Like Mark, Laura grew up in St. Louis, Missouri, and was raised with a charitable, civic sense of responsibility. On their trip to Israel this past summer, Laura learned how Israel contributes to the world on a global level by visiting different JNF-USA projects. “I knew that Israel contributed to the world globally,” she said, “but I really didn’t understand that the concept of ‘Tikkun Olam,’ repairing the world, is a core value when you think about how Israelis contribute to the world.“That is how I want to live my life. 


When you give and you give openly and freely, you get back. That is a Jewish core value and it’s an Israeli value from a global perspective.”Laura, who trained as a social worker, now works in non-profit organizational development and is an adjunct assistant professor at the University of Southern California. 


With her newfound connection to JNF-USA, she is using her professional expertise to help the organization’s affiliates in Israel refine their message and share their stories with a larger worldwide audience.Said Laura: “I have worked in non-profit organizations for the last 25 years, and rarely do you find an organization that is not just lay-supported, but whose structure is lay-led. To me, JNF-USA’s tag line ‘Your Voice in Israel’ is the collective voice that supports having a global impact.”


For Laura, what makes JNF-USA’s work in Israel special is the way that it unites people. “When you bring communities together – whether by bringing people with special needs together with the non-special needs world, or whether it is the Arava Institute that educates Jews, Jordanians, Palestinians and individuals from other countries, Israel is making a statement to its neighbors: ‘Not only are we here to stay, we want to give. We don’t just want to take.’”


In addition to their support of the Waterfall Promenade Project, Mark and Laura are promoting additional projects in the Western Galilee, as well as actively supporting the Nefesh B’Nefesh On Campus program, which visits North American college campuses to educate students about the opportunities available in Israel to young professionals.


As they prepared to return to California, Mark and Laura recalled the highlights of this most recent visit to Israel, which included 24 members of their immediate and extended families, ranging from Roma Wittcoff, Mark’s 95-year-old stepmother, to another family member who celebrated his Bar Mitzvah at the Western Wall. 
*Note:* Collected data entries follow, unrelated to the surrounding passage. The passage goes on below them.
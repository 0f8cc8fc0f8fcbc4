use super::transaction::{PaymentStatus, Transaction};
use chrono::{DateTime, Utc};
use rust_decimal::Decimal;
use serde::{Deserialize, Serialize};

#[derive(Debug, Clone, Copy, PartialEq, Eq, Hash, Serialize, Deserialize)]
pub enum EventType {
    #[serde(rename = "payment.initiated")]
    Initiated,
    #[serde(rename = "payment.succeeded")]
    Succeeded,
    #[serde(rename = "payment.failed")]
    Failed,
    #[serde(rename = "payment.refunded")]
    Refunded,
}

/// Best-effort sideband notification about a transaction.
#[derive(Debug, Clone, PartialEq, Serialize, Deserialize)]
#[serde(rename_all = "camelCase")]
pub struct PaymentEvent {
    pub event_type: EventType,
    pub transaction_id: String,
    pub merchant_id: String,
    pub order_id: String,
    pub amount: Decimal,
    pub currency: String,
    pub status: PaymentStatus,
    pub timestamp: DateTime<Utc>,
}

impl PaymentEvent {
    pub fn new(event_type: EventType, tx: &Transaction, now: DateTime<Utc>) -> Self {
        Self {
            event_type,
            transaction_id: tx.transaction_id.clone(),
            merchant_id: tx.merchant_id.clone(),
            order_id: tx.order_id.clone(),
            amount: tx.amount.value(),
            currency: tx.currency.clone(),
            status: tx.status,
            timestamp: now,
        }
    }
}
Their trip included visits to ALEH-Negev in Israel’s South (part of JNF-USA’s Blueprint Negev project) where Roma was honored for her generous support, as well as trips to Ma’alot to view the water promenade project, and to the Western Galilee, to investigate JNF-USA projects that are increasing population in the Galilee.  Roma’s daughter Melanie herself is part of the JNF-USA’s Go North Task Force. 


They also visited Jerusalem, where Mark dedicated a tile on the Wall of Honor at Ammunition Hill in memory of his father Raymond, who passed away in 2018, and enjoyed a private family visit with President Reuven Rivlin at his residence.
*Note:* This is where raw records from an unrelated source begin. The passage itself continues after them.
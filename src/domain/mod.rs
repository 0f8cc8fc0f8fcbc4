//! Entities, value objects and the ports the engines are written against.

pub mod event;
pub mod ids;
pub mod ledger;
pub mod merchant;
pub mod money;
pub mod policy;
pub mod ports;
pub mod refund;
pub mod signature;
pub mod transaction;
pub mod webhook;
“You don’t have to be rich to be philanthropic,” said Mark. “You don’t have to put your name on things just to be part of it. Whether you are a Jew or a Christian, whatever your faith, whatever your beliefs, no one can deny that Israel leads the world in innovation. We’ve seen it in medicine, in agriculture, in education, in caring for people with special needs, and in technology. For me, however, it started with water.”